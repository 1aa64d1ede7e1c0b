//! Events emitted by round state-machine operations.
//! The presentation layer consumes these for rendering/sound.

#[derive(Clone, Copy, Debug, PartialEq, Eq)]
pub enum GameEvent {
    /// A new round began; the first sequence card is up.
    RoundStarted { level: usize },
    /// The reveal stepped to the sequence card at this index.
    CardShown { index: usize },
    /// The reveal finished; selections are now accepted.
    InputOpen,
    /// A card was added to the selection.
    SelectionAdded { card_id: usize },
    /// A previously selected card was tapped again and removed.
    SelectionRemoved { card_id: usize },
    /// An operation arrived in the wrong phase and was dropped.
    InputIgnored,
    /// Full-length selection matched the target.
    RoundWon { level: usize, new_best: bool },
    /// Full-length selection did not match; level drops to the floor.
    RoundLost { level: usize },
}
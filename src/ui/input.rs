//! Keyboard input drain.
//!
//! Everything in this game is a discrete press (menu choice, cursor
//! move, card toggle), so there is no held-key tracking: each frame we
//! drain pending terminal events and keep the presses.

use std::time::Duration;

use crossterm::event::{self, Event, KeyCode, KeyEventKind, KeyModifiers, poll};

pub struct InputState {
    presses: Vec<KeyCode>,
    ctrl_c: bool,
    resized: bool,
}

impl InputState {
    pub fn new() -> Self {
        InputState {
            presses: Vec::with_capacity(8),
            ctrl_c: false,
            resized: false,
        }
    }

    /// Drain all pending terminal events. Call once per frame.
    pub fn drain_events(&mut self) {
        self.presses.clear();
        self.ctrl_c = false;
        self.resized = false;

        while poll(Duration::ZERO).unwrap_or(false) {
            match event::read() {
                Ok(Event::Key(key)) => {
                    if key.kind == KeyEventKind::Release {
                        continue;
                    }
                    if key.code == KeyCode::Char('c')
                        && key.modifiers.contains(KeyModifiers::CONTROL)
                    {
                        self.ctrl_c = true;
                        continue;
                    }
                    self.presses.push(key.code);
                }
                Ok(Event::Resize(_, _)) => self.resized = true,
                _ => {}
            }
        }
    }

    /// Key presses captured by the last drain, in arrival order.
    pub fn presses(&self) -> &[KeyCode] {
        &self.presses
    }

    pub fn ctrl_c_pressed(&self) -> bool {
        self.ctrl_c
    }

    /// Did the terminal report a resize since the last drain?
    pub fn resized(&self) -> bool {
        self.resized
    }
}
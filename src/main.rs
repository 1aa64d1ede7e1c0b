//! Entry point and game loop.
//!
//! The loop owns all timing: it feeds `advance_reveal` to the session at
//! the configured reveal cadence and routes key presses into cursor
//! moves and selection toggles. The session itself never sees a clock.

mod config;
mod domain;
mod sim;
mod ui;

use std::time::{Duration, Instant};

use crossterm::event::KeyCode;
use crossterm::style::Color;
use rand::rngs::ThreadRng;

use config::GameConfig;
use domain::card::SymbolCatalog;
use domain::mode::GameMode;
use sim::event::GameEvent;
use sim::round::{Phase, Session};
use sim::score::ScoreStore;
use ui::input::InputState;
use ui::renderer::{grid_cols, Renderer};
use ui::sound::SoundEngine;

const FRAME_SLEEP: Duration = Duration::from_millis(5);

fn main() {
    let config = GameConfig::load();
    let catalog = build_catalog(&config);
    let mut scores = ScoreStore::load_default();

    let mut renderer = Renderer::new();
    if let Err(e) = renderer.init() {
        eprintln!("Terminal init failed: {e}");
        return;
    }

    let sound = SoundEngine::new();

    let result = game_loop(&config, &catalog, &mut scores, &mut renderer, sound.as_ref());

    if let Err(e) = renderer.cleanup() {
        eprintln!("Terminal cleanup failed: {e}");
    }
    if let Err(e) = result {
        eprintln!("Game error: {e}");
    }

    println!();
    println!("Thanks for training!");
    println!(
        "Best levels — Classic: {}, N-Back: {}",
        scores.best(GameMode::Classic),
        scores.best(GameMode::NBack)
    );
}

fn build_catalog(config: &GameConfig) -> SymbolCatalog {
    if config.symbols.is_empty() {
        return SymbolCatalog::builtin();
    }
    match SymbolCatalog::from_symbols(config.symbols.clone()) {
        Ok(catalog) => catalog,
        Err(e) => {
            eprintln!("Warning: ignoring [catalog] override: {e}");
            SymbolCatalog::builtin()
        }
    }
}

// ── App state ──

enum Screen {
    Title { cursor: usize },
    Playing(Box<PlayState>),
}

/// Presentation-side state for one mode visit. Everything here is
/// timing and chrome; the rules live in the `Session`.
struct PlayState {
    session: Session,
    /// Grid cursor (index into display cards).
    cursor: usize,
    reveal: RevealTimer,
    banner: Option<Banner>,
    banner_until: Option<Instant>,
    /// Debounce: a toggle is accepted only after the previous one's
    /// flash window has passed.
    last_tap: Instant,
}

enum RevealTimer {
    Idle,
    /// Current card is up until the deadline.
    Showing { until: Instant },
    /// Blank flip between two cards.
    Gap { until: Instant },
}

struct Banner {
    text: String,
    color: Color,
}

fn game_loop(
    config: &GameConfig,
    catalog: &SymbolCatalog,
    scores: &mut ScoreStore,
    renderer: &mut Renderer,
    sound: Option<&SoundEngine>,
) -> Result<(), Box<dyn std::error::Error>> {
    let mut kb = InputState::new();
    let mut rng: ThreadRng = rand::thread_rng();
    let mut screen = Screen::Title { cursor: 0 };
    let mut dirty = true;

    loop {
        kb.drain_events();
        if kb.ctrl_c_pressed() {
            break;
        }
        if kb.resized() {
            dirty = true;
        }

        let mut next_screen: Option<Screen> = None;
        match &mut screen {
            Screen::Title { cursor } => {
                let mut quit = false;
                for &key in kb.presses() {
                    match key {
                        KeyCode::Up | KeyCode::Char('k') => {
                            *cursor = cursor.saturating_sub(1);
                            dirty = true;
                        }
                        KeyCode::Down | KeyCode::Char('j') => {
                            *cursor = (*cursor + 1).min(GameMode::ALL.len() - 1);
                            dirty = true;
                        }
                        KeyCode::Enter | KeyCode::Char(' ') => {
                            let mode = GameMode::ALL[*cursor];
                            next_screen = Some(Screen::Playing(Box::new(PlayState {
                                session: Session::new(
                                    mode,
                                    config.progression,
                                    catalog.max_level(),
                                ),
                                cursor: 0,
                                reveal: RevealTimer::Idle,
                                banner: None,
                                banner_until: None,
                                last_tap: Instant::now(),
                            })));
                        }
                        KeyCode::Char('q') | KeyCode::Esc => quit = true,
                        _ => {}
                    }
                }
                if quit {
                    break;
                }
            }

            Screen::Playing(play) => {
                let mut back_to_title = false;
                handle_play_keys(
                    play,
                    kb.presses(),
                    config,
                    catalog,
                    scores,
                    sound,
                    &mut rng,
                    &mut back_to_title,
                    &mut dirty,
                );
                if back_to_title {
                    next_screen = Some(Screen::Title { cursor: 0 });
                } else {
                    tick_play_timers(play, config, sound, &mut dirty);
                }
            }
        }
        if let Some(next) = next_screen {
            screen = next;
            dirty = true;
        }

        if dirty {
            draw(renderer, &screen, scores)?;
            dirty = false;
        }

        std::thread::sleep(FRAME_SLEEP);
    }

    Ok(())
}

// ── Input handling (Playing) ──

#[allow(clippy::too_many_arguments)]
fn handle_play_keys(
    play: &mut PlayState,
    presses: &[KeyCode],
    config: &GameConfig,
    catalog: &SymbolCatalog,
    scores: &mut ScoreStore,
    sound: Option<&SoundEngine>,
    rng: &mut ThreadRng,
    back_to_title: &mut bool,
    dirty: &mut bool,
) {
    for &key in presses {
        match play.session.phase() {
            Phase::Ready => match key {
                KeyCode::Char(' ') | KeyCode::Enter => {
                    match play.session.start_round(catalog, rng) {
                        Ok(events) => {
                            play.banner = None;
                            play.banner_until = None;
                            apply_events(play, &events, config, sound);
                        }
                        Err(e) => {
                            // Progression clamping makes this unreachable
                            // unless the config is broken; report, stay Ready.
                            play.banner = Some(Banner {
                                text: e.to_string(),
                                color: Color::Red,
                            });
                            play.banner_until = None;
                        }
                    }
                    *dirty = true;
                }
                KeyCode::Esc => *back_to_title = true,
                _ => {}
            },

            // No cancellation mid-round: keys are dropped until input opens.
            Phase::Revealing | Phase::Evaluating => {}

            Phase::AwaitingInput => {
                let n = play.session.display_cards().len();
                let cols = current_grid_cols(n);
                match key {
                    KeyCode::Left | KeyCode::Char('h') => {
                        play.cursor = play.cursor.saturating_sub(1);
                        *dirty = true;
                    }
                    KeyCode::Right | KeyCode::Char('l') => {
                        play.cursor = (play.cursor + 1).min(n.saturating_sub(1));
                        *dirty = true;
                    }
                    KeyCode::Up | KeyCode::Char('k') => {
                        play.cursor = play.cursor.saturating_sub(cols);
                        *dirty = true;
                    }
                    KeyCode::Down | KeyCode::Char('j') => {
                        if play.cursor + cols < n {
                            play.cursor += cols;
                            *dirty = true;
                        }
                    }
                    KeyCode::Char(' ') | KeyCode::Enter => {
                        let flash = Duration::from_millis(config.timing.tap_flash_ms);
                        if play.last_tap.elapsed() >= flash {
                            play.last_tap = Instant::now();
                            let card_id = play.session.display_cards()[play.cursor].id;
                            let events = play.session.submit_selection(card_id, scores);
                            apply_events(play, &events, config, sound);
                            *dirty = true;
                        }
                    }
                    _ => {}
                }
            }
        }
    }
}

// ── Timers ──

fn tick_play_timers(
    play: &mut PlayState,
    config: &GameConfig,
    sound: Option<&SoundEngine>,
    dirty: &mut bool,
) {
    let now = Instant::now();

    if let Some(until) = play.banner_until {
        if now >= until {
            play.banner = None;
            play.banner_until = None;
            *dirty = true;
        }
    }

    if play.session.phase() != Phase::Revealing {
        return;
    }

    match play.reveal {
        RevealTimer::Showing { until } if now >= until => {
            let gap = config.timing.reveal_gap_ms;
            if gap > 0 {
                play.reveal = RevealTimer::Gap {
                    until: now + Duration::from_millis(gap),
                };
                *dirty = true; // blank flip frame
            } else {
                let events = play.session.advance_reveal();
                apply_events(play, &events, config, sound);
                *dirty = true;
            }
        }
        RevealTimer::Gap { until } if now >= until => {
            let events = play.session.advance_reveal();
            apply_events(play, &events, config, sound);
            *dirty = true;
        }
        _ => {}
    }
}

// ── Event reactions ──

fn apply_events(
    play: &mut PlayState,
    events: &[GameEvent],
    config: &GameConfig,
    sound: Option<&SoundEngine>,
) {
    for event in events {
        match *event {
            GameEvent::RoundStarted { .. } => {}
            GameEvent::CardShown { index } => {
                if let Some(s) = sound {
                    s.play_reveal(index, play.session.level());
                }
                play.reveal = RevealTimer::Showing {
                    until: Instant::now() + Duration::from_millis(config.timing.reveal_ms),
                };
            }
            GameEvent::InputOpen => {
                play.reveal = RevealTimer::Idle;
                play.cursor = 0;
            }
            GameEvent::SelectionAdded { .. } => {
                if let Some(s) = sound {
                    s.play_select();
                }
            }
            GameEvent::SelectionRemoved { .. } => {
                if let Some(s) = sound {
                    s.play_deselect();
                }
            }
            GameEvent::InputIgnored => {}
            GameEvent::RoundWon { level, new_best } => {
                if let Some(s) = sound {
                    s.play_success();
                }
                let text = if new_best {
                    format!("Level {level} cleared — new best!")
                } else {
                    format!("Level {level} cleared!")
                };
                play.banner = Some(Banner { text, color: Color::Yellow });
                play.banner_until =
                    Some(Instant::now() + Duration::from_millis(config.timing.outcome_pause_ms));
            }
            GameEvent::RoundLost { level } => {
                if let Some(s) = sound {
                    s.play_failure();
                }
                play.banner = Some(Banner {
                    text: format!("Wrong order at level {level} — starting over"),
                    color: Color::Red,
                });
                play.banner_until =
                    Some(Instant::now() + Duration::from_millis(config.timing.outcome_pause_ms));
            }
        }
    }
}

// ── Rendering ──

fn current_grid_cols(count: usize) -> usize {
    let width = crossterm::terminal::size().map(|(w, _)| w).unwrap_or(80);
    grid_cols(count, width)
}

fn draw(renderer: &mut Renderer, screen: &Screen, scores: &ScoreStore) -> std::io::Result<()> {
    match screen {
        Screen::Title { cursor } => renderer.render_title(
            scores.best(GameMode::Classic),
            scores.best(GameMode::NBack),
            *cursor,
        ),
        Screen::Playing(play) => {
            let mode = play.session.mode();
            match play.session.phase() {
                Phase::Ready | Phase::Evaluating => renderer.render_ready(
                    mode,
                    play.session.level(),
                    scores.best(mode),
                    play.banner.as_ref().map(|b| (b.text.as_str(), b.color)),
                ),
                Phase::Revealing => {
                    let card = match play.reveal {
                        RevealTimer::Gap { .. } => None,
                        _ => play.session.current_card(),
                    };
                    renderer.render_reveal(
                        mode,
                        card,
                        play.session.reveal_index(),
                        play.session.level(),
                    )
                }
                Phase::AwaitingInput => renderer.render_input(
                    mode,
                    play.session.display_cards(),
                    play.session.selection(),
                    play.cursor,
                ),
            }
        }
    }
}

· · · · · · ·

• _Exercise directions_:
Find the string "enum" in the data. Report each line it appears in.

• _Task answer_:
pub enum GameEvent {
enum Screen {
enum RevealTimer {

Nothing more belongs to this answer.